Bangsa maju masyarakatnya memiliki minat baca yang tinggi. Aktivitas membaca bagi mereka dijadikan sebagai kebutuhan pokok yang harus dipenuhi. Misalnya Finlandia yang terbiasa membacakan dongeng pengantar tidur dengan tujuan agar membentuk pribadi positif dalam diri anak. Juga ada Belanda yang membiasakan membaca sejak dini. Bahkan saat bayi-bayi mereka berusia empat bulan telah mendapatkan formulir keanggotaan perpustakaan.
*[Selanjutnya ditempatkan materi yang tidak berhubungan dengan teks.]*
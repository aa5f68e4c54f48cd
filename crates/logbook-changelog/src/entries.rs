//! Change lines built from commits

use logbook_core::RepoSlug;
use logbook_git::CommitLog;

use crate::patterns::PULL_REFERENCE;

/// One change line per commit with a title, in the order given
pub fn change_lines(commits: &[CommitLog], repo: Option<&RepoSlug>) -> Vec<String> {
    commits
        .iter()
        .map(|commit| link_pull_reference(&commit.title, repo))
        .filter(|line| !line.is_empty())
        .collect()
}

/// Turn a trailing `(#123)` into a Markdown link to the pull request
pub fn link_pull_reference(title: &str, repo: Option<&RepoSlug>) -> String {
    let title = title.trim();
    let (Some(repo), Some(caps)) = (repo, PULL_REFERENCE.captures(title)) else {
        return title.to_string();
    };

    let number = &caps["number"];
    let url = match number.parse::<u64>() {
        Ok(n) => repo.pull_url(n),
        Err(_) => return title.to_string(),
    };

    format!("{} ([#{}]({}))", caps["title"].trim_end(), number, url)
}
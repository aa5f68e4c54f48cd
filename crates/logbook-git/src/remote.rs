//! Remote operations

use std::path::Path;
use std::process::Command;

use tracing::{info, instrument};
use url::Url;

use logbook_core::error::GitError;
use logbook_core::RepoSlug;

use crate::repository::{GitRepo, Result};

impl GitRepo {
    /// Get the URL for a remote
    pub fn remote_url(&self, name: &str) -> Result<Option<String>> {
        match self.repo.find_remote(name) {
            Ok(remote) => Ok(remote.url().map(|s| s.to_string())),
            Err(e) if e.code() == git2::ErrorCode::NotFound => {
                Err(GitError::RemoteNotFound(name.to_string()))
            }
            Err(e) => Err(GitError::Git2(e)),
        }
    }

    /// Repository slug derived from a GitHub remote, if it is one
    pub fn remote_slug(&self, name: &str) -> Result<Option<RepoSlug>> {
        Ok(self
            .remote_url(name)?
            .as_deref()
            .and_then(slug_from_remote_url))
    }
}

/// Push `branch` and set its upstream using the git CLI, which picks up the
/// credential helpers configured for the repository.
#[instrument(fields(workdir = %workdir.display()))]
pub fn git_push_upstream(workdir: &Path, remote: &str, branch: &str) -> Result<()> {
    let start = std::time::Instant::now();
    let output = Command::new("git")
        .arg("-C")
        .arg(workdir)
        .args(["push", "--set-upstream", remote, branch])
        .output()
        .map_err(|e| GitError::PushFailed(format!("could not run git: {}", e)))?;

    info!(
        remote,
        branch,
        duration_ms = start.elapsed().as_millis(),
        success = output.status.success(),
        "git push (CLI)"
    );

    if output.status.success() {
        Ok(())
    } else {
        let stderr = String::from_utf8_lossy(&output.stderr);
        Err(GitError::PushFailed(format!(
            "{}/{}: {}",
            remote,
            branch,
            stderr.trim()
        )))
    }
}

/// Parse `owner/repo` out of a GitHub remote URL.
///
/// Accepts the scp-like SSH form (`git@github.com:owner/repo.git`) and URLs
/// (`https://github.com/owner/repo`, `ssh://git@github.com/owner/repo.git`).
pub fn slug_from_remote_url(remote: &str) -> Option<RepoSlug> {
    let remote = remote.trim();

    let path = if let Some(rest) = remote.strip_prefix("git@github.com:") {
        rest.to_string()
    } else {
        let url = Url::parse(remote).ok()?;
        if url.host_str() != Some("github.com") {
            return None;
        }
        url.path().trim_start_matches('/').to_string()
    };

    let path = path.trim_end_matches('/');
    let path = path.strip_suffix(".git").unwrap_or(path);
    path.parse().ok()
}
Serupa pula dengan Swedia juga membiasakan hal yang sama. Bahkan buku di sana dijadikan bingkisan untuk keluarga yang baru mendapatkan bayi.
Dari ketiga negara ini mari kita bertanya, bagaimana dengan Indonesia? Fakta menyebut Indonesia merupakan salah satu negara yang angka literasinya sangat rendah dibandingkan lainnya. Dilansir dari laman kominfo.go.id, UNESCO menyebut negara kita berada diposisi kedua dari bawah mengenai minat baca. Sekitar 0,001 di antara 1000 orang, artinya hanya ada satu orang yang memiliki minat membaca. Ini benar-benar mengkhawatirkan, bukan?
Persoalan yang ditimbulkan oleh kurangnya minat baca adalah masyarakat cenderung berpikir itu-itu saja,tidak mampu bersaing dengan negara lainnya, kurang kreativitas dalam mengembangkan potensi diri karena sempitnya angka ilmu pengetahuan. Bahkan efek dari kurangnya konsumsi bacaan, masyarakat hari ini sangat mudah terperangkap pada jaring berita hoax. Tentu itu masalah besar bukan? Tidak bisa dibayangkan bagaimana nasib bangsa ini beberapa tahun ke depan.
Menanggulangi itu semua memang tidaklah mudah, tapi bukan berarti tidak mungkin. Selama ini berbagai sektor telah berusaha memberikan sarana untuk memudahkan memperoleh bacaan. Seperti penyediaan buku secara online di aplikasi IPUSNAS, jurnal-jurnal penelitian pun sudah sangat mudah dijangkau melalui media sosial kita. Namun hingga detik ini, tingkat minat baca masihlah sama. Lantas, di manakah permasalahannya?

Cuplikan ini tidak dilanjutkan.